An analysis of a “crisis” in Zimbabwe, which the country’s detractors such as the MDC-Alliance and its global backers are trying to build on the basis of the emotive issue of human rights, is sitting on shaky legs when compared to other countries, which are being treated as normal by the same people.

The narrative has takers in people such as the misguided South African opposition personalities, Mmusi Maimane, former Democratic Alliance leader and Julius Malema, who leads the Economic Freedom Fighters (EFF).

If one uses their alleged abductions yardstick to determine the existence or lack of a crisis, it becomes evident that these activists’ nations have crisis requiring urgent attention.

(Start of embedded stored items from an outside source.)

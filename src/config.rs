//! vaultgraph Configuration Module
//!
//! Describes one topology: project, region, DNS zone and the optional
//! extension points (auto-unseal key, domain mapping, OIDC backend, KV
//! mounts, policies, PKI and SSH certificate authorities, git host).
//! Stored in `~/.config/vaultgraph/topology.toml`.
//!
//! ## Priority Order (highest to lowest)
//!
//! 1. CLI flags
//! 2. Environment variables (`VAULTGRAPH_PROJECT`, `VAULTGRAPH_REGION`, ...)
//! 3. Config file
//! 4. Defaults

use std::fs;
use std::path::{Path, PathBuf};
use std::time::Duration;

use once_cell::sync::Lazy;
use regex::Regex;
use serde::{Deserialize, Serialize};

use crate::error::{GraphError, Result};
use crate::util::constants::{
    CONNECT_TIMEOUT, FINALIZE_DEADLINE, INIT_TIMEOUT, PKI_MAX_TTL, SSH_CERT_TTL,
};

pub use crate::util::mask_secret;

static SUBDOMAIN_RE: Lazy<Regex> = Lazy::new(|| Regex::new(r"^[a-z0-9-]+$").unwrap());
static ZONE_RE: Lazy<Regex> = Lazy::new(|| Regex::new(r"^[a-z0-9]+-[a-z]+$").unwrap());

pub const ENV_PROJECT: &str = "VAULTGRAPH_PROJECT";
pub const ENV_REGION: &str = "VAULTGRAPH_REGION";
pub const ENV_DNS_ZONE: &str = "VAULTGRAPH_DNS_ZONE";
pub const ENV_OIDC_CLIENT_ID: &str = "VAULTGRAPH_OIDC_CLIENT_ID";
pub const ENV_OIDC_CLIENT_SECRET: &str = "VAULTGRAPH_OIDC_CLIENT_SECRET";

/// Main configuration structure
#[derive(Debug, Clone, Serialize, Deserialize, PartialEq)]
pub struct TopologyConfig {
    /// Cloud project every resource is created in
    pub project: String,

    pub region: String,

    /// Managed DNS zone name (`example-com` for `example.com.`)
    pub dns_zone: String,

    #[serde(default)]
    pub vault: VaultConfig,

    /// Git host; omitted when absent
    #[serde(default)]
    pub git: Option<GitConfig>,
}

/// Secrets-service settings
#[derive(Debug, Clone, Serialize, Deserialize, PartialEq)]
#[serde(default)]
pub struct VaultConfig {
    pub subdomain: String,
    pub image: String,
    pub memory: String,
    pub cpu: String,
    /// Create a KMS key ring + crypto key and add a seal stanza
    pub auto_unseal: bool,
    /// Map the public domain onto the service
    pub domain_mapping: bool,
    /// KV v2 mount paths
    pub kv_mounts: Vec<String>,
    /// Directory of `<name>.hcl` policy files, one policy per file
    pub policies_dir: Option<PathBuf>,
    pub oidc: Option<OidcConfig>,
    /// Internal root CA
    pub pki: Option<PkiConfig>,
    /// SSH user-certificate authority
    pub ssh_ca: Option<SshCaConfig>,
}

impl Default for VaultConfig {
    fn default() -> Self {
        Self {
            subdomain: "vault".into(),
            image: "docker.io/hashicorp/vault:1.16.2".into(),
            memory: "512Mi".into(),
            cpu: "1".into(),
            auto_unseal: true,
            domain_mapping: false,
            kv_mounts: Vec::new(),
            policies_dir: None,
            oidc: None,
            pki: None,
            ssh_ca: None,
        }
    }
}

/// OIDC auth backend settings
#[derive(Debug, Clone, Serialize, Deserialize, PartialEq)]
#[serde(default)]
pub struct OidcConfig {
    pub path: String,
    pub description: String,
    pub discovery_url: String,
    pub client_id: String,
    pub client_secret: String,
    pub default_role: String,
    pub user_claim: String,
    pub groups_claim: String,
    pub policies: Vec<String>,
    pub scopes: Vec<String>,
}

impl Default for OidcConfig {
    fn default() -> Self {
        Self {
            path: "oidc".into(),
            description: "OIDC provider".into(),
            discovery_url: "https://accounts.google.com".into(),
            client_id: String::new(),
            client_secret: String::new(),
            default_role: "user".into(),
            user_claim: "email".into(),
            groups_claim: "groups".into(),
            policies: vec!["default".into()],
            scopes: vec!["openid".into(), "email".into(), "profile".into()],
        }
    }
}

/// PKI secrets engine with a generated root certificate
#[derive(Debug, Clone, Serialize, Deserialize, PartialEq)]
#[serde(default)]
pub struct PkiConfig {
    pub path: String,
    pub common_name: String,
    pub organization: String,
    pub ou: String,
    /// Root certificate TTL and mount max lease
    pub max_ttl_secs: u64,
}

impl Default for PkiConfig {
    fn default() -> Self {
        Self {
            path: "pki".into(),
            common_name: "Root CA".into(),
            organization: "Labs".into(),
            ou: "Vault".into(),
            max_ttl_secs: PKI_MAX_TTL.as_secs(),
        }
    }
}

/// SSH secrets engine signing user certificates
#[derive(Debug, Clone, Serialize, Deserialize, PartialEq)]
#[serde(default)]
pub struct SshCaConfig {
    pub path: String,
    pub roles: Vec<SshRoleConfig>,
}

impl Default for SshCaConfig {
    fn default() -> Self {
        Self {
            path: "ssh".into(),
            roles: Vec::new(),
        }
    }
}

#[derive(Debug, Clone, Serialize, Deserialize, PartialEq)]
pub struct SshRoleConfig {
    pub name: String,
    /// Principals a signed certificate may carry
    pub allowed_users: Vec<String>,
    #[serde(default = "default_ssh_ttl")]
    pub ttl_secs: u64,
}

fn default_ssh_ttl() -> u64 {
    SSH_CERT_TTL.as_secs()
}

/// Git host settings
#[derive(Debug, Clone, Serialize, Deserialize, PartialEq)]
#[serde(default)]
pub struct GitConfig {
    pub subdomain: String,
    pub machine_type: String,
    pub zone: String,
    pub boot_image: String,
    pub data_disk_gb: u32,
    pub image: String,
}

impl Default for GitConfig {
    fn default() -> Self {
        Self {
            subdomain: "git".into(),
            machine_type: "f1-micro".into(),
            zone: "us-central1-a".into(),
            boot_image: "projects/cos-cloud/global/images/cos-stable-113-18244-151-9".into(),
            data_disk_gb: 12,
            image: "docker.io/gitea/gitea:1.22.3".into(),
        }
    }
}

impl Default for TopologyConfig {
    fn default() -> Self {
        Self {
            project: "my-project".into(),
            region: "us-central1".into(),
            dns_zone: "example-com".into(),
            vault: VaultConfig::default(),
            git: Some(GitConfig::default()),
        }
    }
}

impl TopologyConfig {
    /// Returns `~/.config/vaultgraph/` on Unix, `%APPDATA%/vaultgraph/` on Windows
    pub fn config_dir() -> PathBuf {
        dirs::config_dir()
            .unwrap_or_else(|| PathBuf::from("."))
            .join("vaultgraph")
    }

    pub fn config_path() -> PathBuf {
        Self::config_dir().join("topology.toml")
    }

    /// Load from the default path
    ///
    /// Returns the default config if the file doesn't exist.
    pub fn load() -> Result<Self> {
        let path = Self::config_path();
        if !path.exists() {
            return Ok(Self::default());
        }
        Self::load_from(&path)
    }

    /// Load from an explicit path; a missing file is an error
    pub fn load_from(path: &Path) -> Result<Self> {
        let content = fs::read_to_string(path).map_err(|e| GraphError::ConfigError {
            reason: format!("Failed to read config file {}: {}", path.display(), e),
        })?;

        toml::from_str(&content).map_err(|e| GraphError::ConfigError {
            reason: format!("Failed to parse config file {}: {}", path.display(), e),
        })
    }

    /// Save to a path, creating parent directories
    pub fn save_to(&self, path: &Path) -> Result<()> {
        if let Some(dir) = path.parent() {
            if !dir.as_os_str().is_empty() && !dir.exists() {
                fs::create_dir_all(dir).map_err(|e| GraphError::ConfigError {
                    reason: format!("Failed to create config directory: {}", e),
                })?;
            }
        }

        let content = toml::to_string_pretty(self).map_err(|e| GraphError::ConfigError {
            reason: format!("Failed to serialize config: {}", e),
        })?;

        fs::write(path, content).map_err(|e| GraphError::ConfigError {
            reason: format!("Failed to write config file: {}", e),
        })
    }

    /// Merge with process environment variables
    pub fn with_env(self) -> Self {
        self.with_env_from(|key| std::env::var(key).ok())
    }

    /// Merge with variables from `lookup`; empty values are ignored
    pub fn with_env_from(mut self, lookup: impl Fn(&str) -> Option<String>) -> Self {
        let get = |key: &str| lookup(key).filter(|v| !v.is_empty());

        if let Some(project) = get(ENV_PROJECT) {
            self.project = project;
        }
        if let Some(region) = get(ENV_REGION) {
            self.region = region;
        }
        if let Some(zone) = get(ENV_DNS_ZONE) {
            self.dns_zone = zone;
        }

        // Credentials only fill a configured backend; they never enable one
        if let Some(oidc) = self.vault.oidc.as_mut() {
            if let Some(id) = get(ENV_OIDC_CLIENT_ID) {
                oidc.client_id = id;
            }
            if let Some(secret) = get(ENV_OIDC_CLIENT_SECRET) {
                oidc.client_secret = secret;
            }
        }
        self
    }

    /// Check every field the topology relies on
    pub fn validate(&self) -> Result<()> {
        non_empty("project", &self.project)?;
        non_empty("region", &self.region)?;

        if !ZONE_RE.is_match(&self.dns_zone) {
            return Err(invalid(
                "dns_zone",
                format!("'{}' must look like 'example-com'", self.dns_zone),
            ));
        }
        subdomain("vault.subdomain", &self.vault.subdomain)?;
        non_empty("vault.image", &self.vault.image)?;

        if let Some(oidc) = &self.vault.oidc {
            non_empty("vault.oidc.path", &oidc.path)?;
            non_empty("vault.oidc.client_id", &oidc.client_id)?;
            non_empty("vault.oidc.client_secret", &oidc.client_secret)?;
            non_empty("vault.oidc.default_role", &oidc.default_role)?;
        }

        for (i, mount) in self.vault.kv_mounts.iter().enumerate() {
            if mount.trim_matches('/').is_empty() {
                return Err(invalid(&format!("vault.kv_mounts[{}]", i), "mount path is empty"));
            }
        }

        if let Some(dir) = &self.vault.policies_dir {
            if !dir.is_dir() {
                return Err(invalid(
                    "vault.policies_dir",
                    format!("{} is not a directory", dir.display()),
                ));
            }
        }

        if let Some(pki) = &self.vault.pki {
            non_empty("vault.pki.path", pki.path.trim_matches('/'))?;
            non_empty("vault.pki.common_name", &pki.common_name)?;
            if pki.max_ttl_secs == 0 {
                return Err(invalid("vault.pki.max_ttl_secs", "TTL must be greater than 0"));
            }
        }

        if let Some(ssh) = &self.vault.ssh_ca {
            non_empty("vault.ssh_ca.path", ssh.path.trim_matches('/'))?;
            for (i, role) in ssh.roles.iter().enumerate() {
                subdomain(&format!("vault.ssh_ca.roles[{}].name", i), &role.name)?;
                if role.allowed_users.is_empty() {
                    return Err(invalid(
                        &format!("vault.ssh_ca.roles[{}].allowed_users", i),
                        "at least one principal is required",
                    ));
                }
            }
        }

        let mut paths: Vec<&str> = self
            .vault
            .kv_mounts
            .iter()
            .map(|m| m.trim_matches('/'))
            .collect();
        paths.extend(self.vault.pki.as_ref().map(|p| p.path.trim_matches('/')));
        paths.extend(self.vault.ssh_ca.as_ref().map(|s| s.path.trim_matches('/')));
        paths.sort_unstable();
        if let Some(pair) = paths.windows(2).find(|w| w[0] == w[1]) {
            return Err(invalid(
                "vault",
                format!("mount path '{}' is used by more than one engine", pair[0]),
            ));
        }

        if let Some(git) = &self.git {
            subdomain("git.subdomain", &git.subdomain)?;
            if git.data_disk_gb == 0 {
                return Err(invalid("git.data_disk_gb", "disk size must be greater than 0"));
            }
            if git.subdomain == self.vault.subdomain {
                return Err(invalid(
                    "git.subdomain",
                    "must differ from vault.subdomain",
                ));
            }
        }
        Ok(())
    }

    /// Masked OIDC client secret for display
    pub fn masked_oidc_secret(&self) -> Option<String> {
        self.vault
            .oidc
            .as_ref()
            .map(|o| mask_secret(&o.client_secret, 6))
    }
}

fn invalid(field: &str, reason: impl Into<String>) -> GraphError {
    GraphError::InvalidConfig {
        field: field.to_string(),
        reason: reason.into(),
    }
}

fn non_empty(field: &str, value: &str) -> Result<()> {
    if value.trim().is_empty() {
        return Err(invalid(field, "must not be empty"));
    }
    Ok(())
}

fn subdomain(field: &str, value: &str) -> Result<()> {
    if !SUBDOMAIN_RE.is_match(value) {
        return Err(invalid(
            field,
            format!("'{}' may only contain a-z, 0-9 and '-'", value),
        ));
    }
    Ok(())
}

/// Timeouts for one run
#[derive(Debug, Clone, Copy, PartialEq, Eq)]
pub struct RunSettings {
    pub init_timeout: Duration,
    pub connect_timeout: Duration,
    pub finalize_deadline: Duration,
}

impl Default for RunSettings {
    fn default() -> Self {
        Self {
            init_timeout: INIT_TIMEOUT,
            connect_timeout: CONNECT_TIMEOUT,
            finalize_deadline: FINALIZE_DEADLINE,
        }
    }
}

impl RunSettings {
    pub fn with_deadline(mut self, deadline: Duration) -> Self {
        self.finalize_deadline = deadline;
        self
    }
}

Abductions, kidnappings for ransom and what the human rights holier-than-thou activists call enforced disappearances boil to the same thing — the forcible taking of a person against their will by another person or party.

Taking this into consideration, it means that instead of fighting to have Zimbabwe placed on the United Nations Security Council (UNSC) on the basis of alleged abduction, it is South Africa which should be on the agenda first.

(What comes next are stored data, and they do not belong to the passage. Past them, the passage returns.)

//! Utilities Module - shared infrastructure
//!
//! - `constants`: Centralized timeouts and limits
//! - `mask_secret` / `truncate_snippet`: display helpers for sensitive and bulky strings

pub mod constants;

pub use constants::{CONNECT_TIMEOUT, FINALIZE_DEADLINE, INIT_TIMEOUT, REDIRECT_LIMIT};

/// Mask a secret for display, keeping `visible` leading characters
///
/// Short values are fully masked.
pub fn mask_secret(value: &str, visible: usize) -> String {
    let count = value.chars().count();
    if count <= visible * 2 {
        return "*".repeat(count.max(8));
    }
    let prefix: String = value.chars().take(visible).collect();
    format!("{}{}", prefix, "*".repeat(count - visible))
}

/// Truncate a body to `limit` bytes on a char boundary
pub fn truncate_snippet(body: &str, limit: usize) -> String {
    if body.len() <= limit {
        return body.to_string();
    }
    let mut end = limit;
    while !body.is_char_boundary(end) {
        end -= 1;
    }
    format!("{}…", &body[..end])
}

This is because according to www.homesecuritysa.com, South Africa is placed second after Somalia in Africa in terms of the prevalence of kidnapping cases.

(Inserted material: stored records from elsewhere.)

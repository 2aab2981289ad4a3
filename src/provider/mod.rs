//! # Provider Abstraction Layer
//!
//! Trait and implementations for the cloud resource collaborator.
//!
//! ## Overview
//!
//! The provider receives one fully-resolved [`ProvisionRequest`] per declared
//! resource and asynchronously yields a named attribute bundle:
//!
//! - [`Provider`] - Core trait for creating resources
//! - [`SimulatedProvider`] - Synthesizes plausible attributes per resource kind
//! - [`MockProvider`] - Scripted outputs, failures and delays for tests
//!
//! ## Available Providers
//!
//! | Provider | Use Case | Features |
//! |----------|----------|----------|
//! | `simulated` | Dry runs, demos | Random IDs, pinned service endpoints |
//! | `mock` | Testing | Per-resource scripts, request recording |
//!
//! ## Creating Providers
//!
//! ```rust
//! use vaultgraph::provider::create_provider;
//!
//! assert!(create_provider("simulated", &[]).is_ok());
//! assert!(create_provider("mock", &[("vault", "http://127.0.0.1:8200")]).is_ok());
//! assert!(create_provider("terraform", &[]).is_err());
//! ```

mod mock;
mod simulated;

pub use mock::{MockProvider, RecordedCall};
pub use simulated::SimulatedProvider;

use std::fmt;
use std::sync::Arc;

use anyhow::Result;
use async_trait::async_trait;
use serde::{Deserialize, Serialize};
use serde_json::{Map, Value};

// ============================================================================
// RESOURCE KINDS
// ============================================================================

/// Kinds of resources the topology declares
#[derive(Debug, Clone, Copy, PartialEq, Eq, Hash, Serialize, Deserialize)]
#[serde(rename_all = "snake_case")]
pub enum ResourceKind {
    DnsManagedZone,
    DnsRecordSet,
    KmsKeyRing,
    KmsCryptoKey,
    RandomId,
    ServiceAccount,
    ProjectIamMember,
    KeyRingIamMember,
    StorageBucket,
    CloudRunService,
    CloudRunIamMember,
    DomainMapping,
    ComputeDisk,
    ComputeInstance,
    JwtAuthBackend,
    JwtAuthRole,
    SecretsMount,
    VaultPolicy,
    PkiRootCert,
    PkiConfigUrls,
    SshCa,
    SshRole,
}

impl ResourceKind {
    /// Provider type token, as shown in plans and events
    pub fn as_str(self) -> &'static str {
        match self {
            Self::DnsManagedZone => "dns.ManagedZone",
            Self::DnsRecordSet => "dns.RecordSet",
            Self::KmsKeyRing => "kms.KeyRing",
            Self::KmsCryptoKey => "kms.CryptoKey",
            Self::RandomId => "random.RandomId",
            Self::ServiceAccount => "serviceaccount.Account",
            Self::ProjectIamMember => "projects.IAMMember",
            Self::KeyRingIamMember => "kms.KeyRingIAMMember",
            Self::StorageBucket => "storage.Bucket",
            Self::CloudRunService => "cloudrunv2.Service",
            Self::CloudRunIamMember => "cloudrunv2.ServiceIamMember",
            Self::DomainMapping => "cloudrun.DomainMapping",
            Self::ComputeDisk => "compute.Disk",
            Self::ComputeInstance => "compute.Instance",
            Self::JwtAuthBackend => "vault.jwt.AuthBackend",
            Self::JwtAuthRole => "vault.jwt.AuthBackendRole",
            Self::SecretsMount => "vault.Mount",
            Self::VaultPolicy => "vault.Policy",
            Self::PkiRootCert => "vault.pkiSecret.SecretBackendRootCert",
            Self::PkiConfigUrls => "vault.pkiSecret.SecretBackendConfigUrls",
            Self::SshCa => "vault.ssh.SecretBackendCa",
            Self::SshRole => "vault.ssh.SecretBackendRole",
        }
    }

    /// Resources that live inside the secrets service rather than the cloud
    pub fn is_vault_side(self) -> bool {
        matches!(
            self,
            Self::JwtAuthBackend
                | Self::JwtAuthRole
                | Self::SecretsMount
                | Self::VaultPolicy
                | Self::PkiRootCert
                | Self::PkiConfigUrls
                | Self::SshCa
                | Self::SshRole
        )
    }
}

impl fmt::Display for ResourceKind {
    fn fmt(&self, f: &mut fmt::Formatter<'_>) -> fmt::Result {
        f.write_str(self.as_str())
    }
}

// ============================================================================
// PROVIDER TRAIT (ASYNC)
// ============================================================================

/// Attribute bundle returned by a successful creation
pub type ProviderOutputs = Map<String, Value>;

/// Core trait for the external resource API
///
/// The provider is opaque to the graph: it is only ever called with inputs
/// that have already resolved, at most once per declared resource.
#[async_trait]
pub trait Provider: Send + Sync {
    /// Returns the provider name (e.g., "simulated", "mock")
    fn name(&self) -> &str;

    /// Create the resource and return its attributes
    async fn create(&self, request: ProvisionRequest) -> Result<ProviderOutputs>;
}

// ============================================================================
// REQUEST TYPE
// ============================================================================

/// Fully resolved creation request
#[derive(Debug, Clone, Serialize)]
pub struct ProvisionRequest {
    /// Resource name (unique within a run)
    pub name: String,

    pub kind: ResourceKind,

    /// Resolved input values, by input name
    pub inputs: Map<String, Value>,

    /// Static configuration known at declaration time
    pub config: Value,
}

impl ProvisionRequest {
    pub fn new(name: impl Into<String>, kind: ResourceKind) -> Self {
        Self {
            name: name.into(),
            kind,
            inputs: Map::new(),
            config: Value::Null,
        }
    }

    /// Look up an input, then a config field, as a string
    pub fn str_field(&self, key: &str) -> Option<&str> {
        self.inputs
            .get(key)
            .or_else(|| self.config.get(key))
            .and_then(Value::as_str)
    }
}

// ============================================================================
// PROVIDER FACTORY
// ============================================================================

/// Create a provider instance by name
///
/// | Name | Description |
/// |------|-------------|
/// | `simulated` | Deterministic-shape synthetic attributes |
/// | `mock` | Empty script, falls back to simulated attributes |
///
/// `endpoints` pins service URIs by resource name (see
/// [`SimulatedProvider::with_endpoint`]).
pub fn create_provider(name: &str, endpoints: &[(&str, &str)]) -> Result<Arc<dyn Provider>> {
    match name.to_lowercase().as_str() {
        "simulated" | "sim" => Ok(Arc::new(
            endpoints
                .iter()
                .fold(SimulatedProvider::new(), |p, (res, uri)| p.with_endpoint(*res, *uri)),
        )),
        "mock" => Ok(Arc::new(
            endpoints
                .iter()
                .fold(MockProvider::new(), |p, (res, uri)| p.with_endpoint(*res, *uri)),
        )),
        _ => Err(anyhow::anyhow!(
            "Unknown provider: '{}'. Available: simulated, mock",
            name
        )),
    }
}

According to africacheck.org, a child is reported missing every nine hours in South Africa.

The Human Rights Watch website, www.hrw.org reported on July 30 that between April 2017 and March 2020, 170 people were kidnapped for ransom by militant groups near the Virunga National Park (a UNESCO World Heritage site) in the Democratic Republic of Congo (DRC).

In that country, citizens are kidnapped during execution of their normal chores such as weeding in their fields.

This is also prevalent in other areas in the DRC such as Kivu province, where since the beginning of 2020, at least 200 people have been abducted for ransom.

Zimbabwe does not have militant groups and kidnappings at all, except the fake ones orchestrated by the MDC-Alliance and its Western backers.

Surprisingly, Human Rights Watch, the US, Malema, Maimane and others have not sought to have the DRC placed on the UNSC agenda.

Even if one considers the false figure of 49 abductions in Zimbabwe in 2019, which are being bandied about by the likes of ZLHR, Zimbabwe still does not have a crisis.

Elsewhere in the world, other countries which should attract the attention of the groups of people include Bangladesh where Human Rights Watch reported that between January 1, 2009 and July 31, 2020 at least 572 had been abducted.

Even in the US, which strives to position itself as the world’s policeman, the Federal Bureau of Investigations (FBI) recorded 609 000 cases of missing people  in 2019, which by end of that year had reduced to 87 500.

The bureau also indicated that from 2010 to 2017, 350 people were abducted in the US. Going by these figures, it is the US which has a crisis on its hands.

Needless Western groups
Former US ambassador to Zimbabwe, Bruce Warton, and his colleagues in the so-called Zimbabwe Working Group should focus their efforts on their own country and other nations, which are battling with real human rights abuse-based crisis.

Instead of creating shadowy groups and cheekily naming them after Zimbabwe, they should form groups and name them after the US and other countries, which are facing real crisis.

Zimbabwe does not need strange Western groups. It needs sincere friends to partner it in tackling its challenges.

If Western powers are not using the false claims of human rights abuses to drive narrow imperialist agendas against Zimbabwe, they should move their efforts to regional countries facing serious security crisis such as the DRC and Mozambique.

Truth be told, the purported Zimbabwean crisis will remain a social media construct propelled by hashtags such as #ZimbabweanLivesMatter borrowed from the genuine hashtag #BlackLivesMatter, which seeks to draw change to the systemic racism that people of colour are subjected to in the US.

Pardon Muzavazi is a researcher and political analyst based in Namibia.